//! Pit-event detection and the one-row-per-lap summary built on top of it.

use serde::Serialize;
use std::collections::BTreeMap;

use crate::data::{Sample, TyreTemps};

pub const PRACTICE_SESSION_NAMES: [&str; 7] =
    ["Practice 1", "Practice 2", "Practice 3", "Practice", "FP1", "FP2", "FP3"];

/// Label given to race laps borrowed for fitting when no practice data exists.
pub const RACE_SAMPLE_SESSION: &str = "RaceSample";
pub const DEFAULT_RACE_SAMPLE_LAPS: usize = 12;

/// A pit heuristic compares a sample with the one immediately before it.
struct PitHeuristic {
    name: &'static str,
    fires: fn(prev: &Sample, cur: &Sample) -> bool,
}

// used when the export carries tyre age
const TYRE_AGE_HEURISTICS: [PitHeuristic; 3] = [
    PitHeuristic { name: "reset_to_zero", fires: reset_to_zero },
    // also fires on sensor glitches where age dips without a stop; kept as is
    PitHeuristic { name: "age_drop", fires: age_drop },
    PitHeuristic { name: "fresh_compound_change", fires: fresh_compound_change },
];

// fallback when there is no tyre age at all
const COMPOUND_ONLY_HEURISTICS: [PitHeuristic; 1] =
    [PitHeuristic { name: "compound_change", fires: compound_changed }];

fn on_racing_lap(s: &Sample) -> bool {
    s.lap.map_or(false, |l| l > 0)
}

fn reset_to_zero(prev: &Sample, cur: &Sample) -> bool {
    matches!((prev.tire_age, cur.tire_age), (Some(p), Some(0)) if p > 0) && on_racing_lap(cur)
}

fn age_drop(prev: &Sample, cur: &Sample) -> bool {
    let dropped = matches!((prev.tire_age, cur.tire_age), (Some(p), Some(c)) if p >= 2 && c < p);
    dropped && on_racing_lap(cur)
}

fn compound_changed(prev: &Sample, cur: &Sample) -> bool {
    prev.compound != cur.compound
}

fn fresh_compound_change(prev: &Sample, cur: &Sample) -> bool {
    compound_changed(prev, cur) && cur.tire_age.map_or(false, |a| a <= 1)
}

fn status_signals_pit(s: &Sample) -> bool {
    s.pit_status.as_deref().map_or(false, |text| {
        let text = text.to_lowercase();
        text.contains("pit") || text.contains("stop")
    })
}

/// Flags samples that look like the start of a pit stop. The returned vector
/// lines up index-for-index with `samples`, which must be in timestamp order.
pub fn detect_pit_events(samples: &[Sample]) -> Vec<bool> {
    if !samples.iter().any(|s| s.lap.is_some()) {
        if !samples.is_empty() {
            tracing::warn!("no lap numbers in session, pit detection disabled");
        }
        return vec![false; samples.len()];
    }

    let heuristics: &[PitHeuristic] = if samples.iter().any(|s| s.tire_age.is_some()) {
        &TYRE_AGE_HEURISTICS
    } else {
        &COMPOUND_ONLY_HEURISTICS
    };

    samples
        .iter()
        .enumerate()
        .map(|(i, cur)| {
            let fired = i
                .checked_sub(1)
                .and_then(|p| heuristics.iter().find(|h| (h.fires)(&samples[p], cur)));
            if let Some(h) = fired {
                tracing::debug!(heuristic = h.name, lap = ?cur.lap, "pit event");
            }
            fired.is_some() || status_signals_pit(cur)
        })
        .collect()
}

/// One completed lap, taken from the last sample recorded for it.
#[derive(Debug, Clone, Default, PartialEq, Serialize)]
pub struct LapRecord {
    pub lap: u32,
    pub lap_time_s: Option<f64>,
    pub compound: Option<String>,
    pub tire_age: Option<u32>,
    pub track_temp: Option<f64>,
    pub air_temp: Option<f64>,
    pub tyre_temps: TyreTemps,
    pub fuel: Option<f64>,
    pub pit_stop: bool,
    pub weather: Option<String>,
    pub safety_car: Option<bool>,
    pub rain: Option<bool>,
    pub session: Option<String>,
}

impl LapRecord {
    fn from_sample(sample: &Sample, lap: u32, pit_stop: bool) -> Self {
        LapRecord {
            lap,
            lap_time_s: sample.last_lap_time.as_ref().and_then(|v| v.to_seconds()),
            compound: sample.compound.clone(),
            tire_age: sample.tire_age,
            track_temp: sample.track_temp,
            air_temp: sample.air_temp,
            tyre_temps: sample.tyre_temps,
            fuel: sample.fuel,
            pit_stop,
            weather: sample.weather.clone(),
            safety_car: sample.safety_car,
            rain: sample.rain,
            session: None,
        }
    }

    /// Usable as a regression target: present and positive.
    pub fn has_valid_time(&self) -> bool {
        self.lap_time_s.map_or(false, |t| t > 0.0)
    }
}

/// Collapses samples into one record per lap number, ordered by lap.
///
/// `pit_flags` comes from [`detect_pit_events`]; a lap is marked as a pit lap
/// when any of its samples was flagged, so the out-lap itself carries the flag.
pub fn build_lap_summary(samples: &[Sample], pit_flags: &[bool]) -> Vec<LapRecord> {
    if !samples.iter().any(|s| s.lap.is_some()) {
        return Vec::new();
    }

    let mut order: Vec<usize> = (0..samples.len()).collect();
    order.sort_by_key(|&i| samples[i].timestamp);

    // lap -> (index of the latest sample, any sample flagged)
    let mut per_lap: BTreeMap<u32, (usize, bool)> = BTreeMap::new();
    for i in order {
        let Some(lap) = samples[i].lap else { continue };
        let flagged = pit_flags.get(i).copied().unwrap_or(false);
        let entry = per_lap.entry(lap).or_insert((i, false));
        entry.0 = i;
        entry.1 |= flagged;
    }

    per_lap
        .into_iter()
        .map(|(lap, (i, pit))| LapRecord::from_sample(&samples[i], lap, pit))
        .collect()
}

/// Pit detection followed by lap summarisation.
pub fn summarize_session(samples: &[Sample]) -> Vec<LapRecord> {
    let flags = detect_pit_events(samples);
    build_lap_summary(samples, &flags)
}

pub fn is_practice_session(name: &str) -> bool {
    PRACTICE_SESSION_NAMES.contains(&name) || name.starts_with("Practice")
}

/// Concatenates per-session lap summaries into the practice set used for
/// fitting. Each row is labelled with its session; rows without a usable lap
/// time are dropped.
pub fn collect_practice_laps<I>(sessions: I) -> Vec<LapRecord>
where
    I: IntoIterator<Item = (String, Vec<LapRecord>)>,
{
    sessions
        .into_iter()
        .flat_map(|(session, laps)| {
            laps.into_iter().map(move |mut lap| {
                lap.session = Some(session.clone());
                lap
            })
        })
        .filter(LapRecord::has_valid_time)
        .collect()
}

/// Earliest timed race laps, for drivers that skipped practice.
pub fn fallback_race_sample(race_laps: &[LapRecord], max_laps: usize) -> Vec<LapRecord> {
    let mut timed: Vec<LapRecord> =
        race_laps.iter().filter(|l| l.has_valid_time()).cloned().collect();
    timed.sort_by_key(|l| l.lap);
    timed.truncate(max_laps);
    for lap in &mut timed {
        lap.session = Some(RACE_SAMPLE_SESSION.to_string());
    }
    timed
}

- [EXERCISE PROMPT] Reproduce the preceding records exactly and completely.

- [RESPONSE BELOW]
//! Pit-event detection and the one-row-per-lap summary built on top of it.

use serde::Serialize;
use std::collections::BTreeMap;

use crate::data::{Sample, TyreTemps};

pub const PRACTICE_SESSION_NAMES: [&str; 7] =
    ["Practice 1", "Practice 2", "Practice 3", "Practice", "FP1", "FP2", "FP3"];

/// Label given to race laps borrowed for fitting when no practice data exists.
pub const RACE_SAMPLE_SESSION: &str = "RaceSample";
pub const DEFAULT_RACE_SAMPLE_LAPS: usize = 12;

/// A pit heuristic compares a sample with the one immediately before it.
struct PitHeuristic {
    name: &'static str,
    fires: fn(prev: &Sample, cur: &Sample) -> bool,
}

// used when the export carries tyre age
const TYRE_AGE_HEURISTICS: [PitHeuristic; 3] = [
    PitHeuristic { name: "reset_to_zero", fires: reset_to_zero },
    // also fires on sensor glitches where age dips without a stop; kept as is
    PitHeuristic { name: "age_drop", fires: age_drop },
    PitHeuristic { name: "fresh_compound_change", fires: fresh_compound_change },
];

// fallback when there is no tyre age at all
const COMPOUND_ONLY_HEURISTICS: [PitHeuristic; 1] =
    [PitHeuristic { name: "compound_change", fires: compound_changed }];

fn on_racing_lap(s: &Sample) -> bool {
    s.lap.map_or(false, |l| l > 0)
}

fn reset_to_zero(prev: &Sample, cur: &Sample) -> bool {
    matches!((prev.tire_age, cur.tire_age), (Some(p), Some(0)) if p > 0) && on_racing_lap(cur)
}

fn age_drop(prev: &Sample, cur: &Sample) -> bool {
    let dropped = matches!((prev.tire_age, cur.tire_age), (Some(p), Some(c)) if p >= 2 && c < p);
    dropped && on_racing_lap(cur)
}

fn compound_changed(prev: &Sample, cur: &Sample) -> bool {
    prev.compound != cur.compound
}

fn fresh_compound_change(prev: &Sample, cur: &Sample) -> bool {
    compound_changed(prev, cur) && cur.tire_age.map_or(false, |a| a <= 1)
}

fn status_signals_pit(s: &Sample) -> bool {
    s.pit_status.as_deref().map_or(false, |text| {
        let text = text.to_lowercase();
        text.contains("pit") || text.contains("stop")
    })
}

/// Flags samples that look like the start of a pit stop. The returned vector
/// lines up index-for-index with `samples`, which must be in timestamp order.
pub fn detect_pit_events(samples: &[Sample]) -> Vec<bool> {
    if !samples.iter().any(|s| s.lap.is_some()) {
        if !samples.is_empty() {
            tracing::warn!("no lap numbers in session, pit detection disabled");
        }
        return vec![false; samples.len()];
    }

    let heuristics: &[PitHeuristic] = if samples.iter().any(|s| s.tire_age.is_some()) {
        &TYRE_AGE_HEURISTICS
    } else {
        &COMPOUND_ONLY_HEURISTICS
    };

    samples
        .iter()
        .enumerate()
        .map(|(i, cur)| {
            let fired = i
                .checked_sub(1)
                .and_then(|p| heuristics.iter().find(|h| (h.fires)(&samples[p], cur)));
            if let Some(h) = fired {
                tracing::debug!(heuristic = h.name, lap = ?cur.lap, "pit event");
            }
            fired.is_some() || status_signals_pit(cur)
        })
        .collect()
}

/// One completed lap, taken from the last sample recorded for it.
#[derive(Debug, Clone, Default, PartialEq, Serialize)]
pub struct LapRecord {
    pub lap: u32,
    pub lap_time_s: Option<f64>,
    pub compound: Option<String>,
    pub tire_age: Option<u32>,
    pub track_temp: Option<f64>,
    pub air_temp: Option<f64>,
    pub tyre_temps: TyreTemps,
    pub fuel: Option<f64>,
    pub pit_stop: bool,
    pub weather: Option<String>,
    pub safety_car: Option<bool>,
    pub rain: Option<bool>,
    pub session: Option<String>,
}

impl LapRecord {
    fn from_sample(sample: &Sample, lap: u32, pit_stop: bool) -> Self {
        LapRecord {
            lap,
            lap_time_s: sample.last_lap_time.as_ref().and_then(|v| v.to_seconds()),
            compound: sample.compound.clone(),
            tire_age: sample.tire_age,
            track_temp: sample.track_temp,
            air_temp: sample.air_temp,
            tyre_temps: sample.tyre_temps,
            fuel: sample.fuel,
            pit_stop,
            weather: sample.weather.clone(),
            safety_car: sample.safety_car,
            rain: sample.rain,
            session: None,
        }
    }

    /// Usable as a regression target: present and positive.
    pub fn has_valid_time(&self) -> bool {
        self.lap_time_s.map_or(false, |t| t > 0.0)
    }
}

/// Collapses samples into one record per lap number, ordered by lap.
///
/// `pit_flags` comes from [`detect_pit_events`]; a lap is marked as a pit lap
/// when any of its samples was flagged, so the out-lap itself carries the flag.
pub fn build_lap_summary(samples: &[Sample], pit_flags: &[bool]) -> Vec<LapRecord> {
    if !samples.iter().any(|s| s.lap.is_some()) {
        return Vec::new();
    }

    let mut order: Vec<usize> = (0..samples.len()).collect();
    order.sort_by_key(|&i| samples[i].timestamp);

    // lap -> (index of the latest sample, any sample flagged)
    let mut per_lap: BTreeMap<u32, (usize, bool)> = BTreeMap::new();
    for i in order {
        let Some(lap) = samples[i].lap else { continue };
        let flagged = pit_flags.get(i).copied().unwrap_or(false);
        let entry = per_lap.entry(lap).or_insert((i, false));
        entry.0 = i;
        entry.1 |= flagged;
    }

    per_lap
        .into_iter()
        .map(|(lap, (i, pit))| LapRecord::from_sample(&samples[i], lap, pit))
        .collect()
}

/// Pit detection followed by lap summarisation.
pub fn summarize_session(samples: &[Sample]) -> Vec<LapRecord> {
    let flags = detect_pit_events(samples);
    build_lap_summary(samples, &flags)
}

pub fn is_practice_session(name: &str) -> bool {
    PRACTICE_SESSION_NAMES.contains(&name) || name.starts_with("Practice")
}

/// Concatenates per-session lap summaries into the practice set used for
/// fitting. Each row is labelled with its session; rows without a usable lap
/// time are dropped.
pub fn collect_practice_laps<I>(sessions: I) -> Vec<LapRecord>
where
    I: IntoIterator<Item = (String, Vec<LapRecord>)>,
{
    sessions
        .into_iter()
        .flat_map(|(session, laps)| {
            laps.into_iter().map(move |mut lap| {
                lap.session = Some(session.clone());
                lap
            })
        })
        .filter(LapRecord::has_valid_time)
        .collect()
}

/// Earliest timed race laps, for drivers that skipped practice.
pub fn fallback_race_sample(race_laps: &[LapRecord], max_laps: usize) -> Vec<LapRecord> {
    let mut timed: Vec<LapRecord> =
        race_laps.iter().filter(|l| l.has_valid_time()).cloned().collect();
    timed.sort_by_key(|l| l.lap);
    timed.truncate(max_laps);
    for lap in &mut timed {
        lap.session = Some(RACE_SAMPLE_SESSION.to_string());
    }
    timed
}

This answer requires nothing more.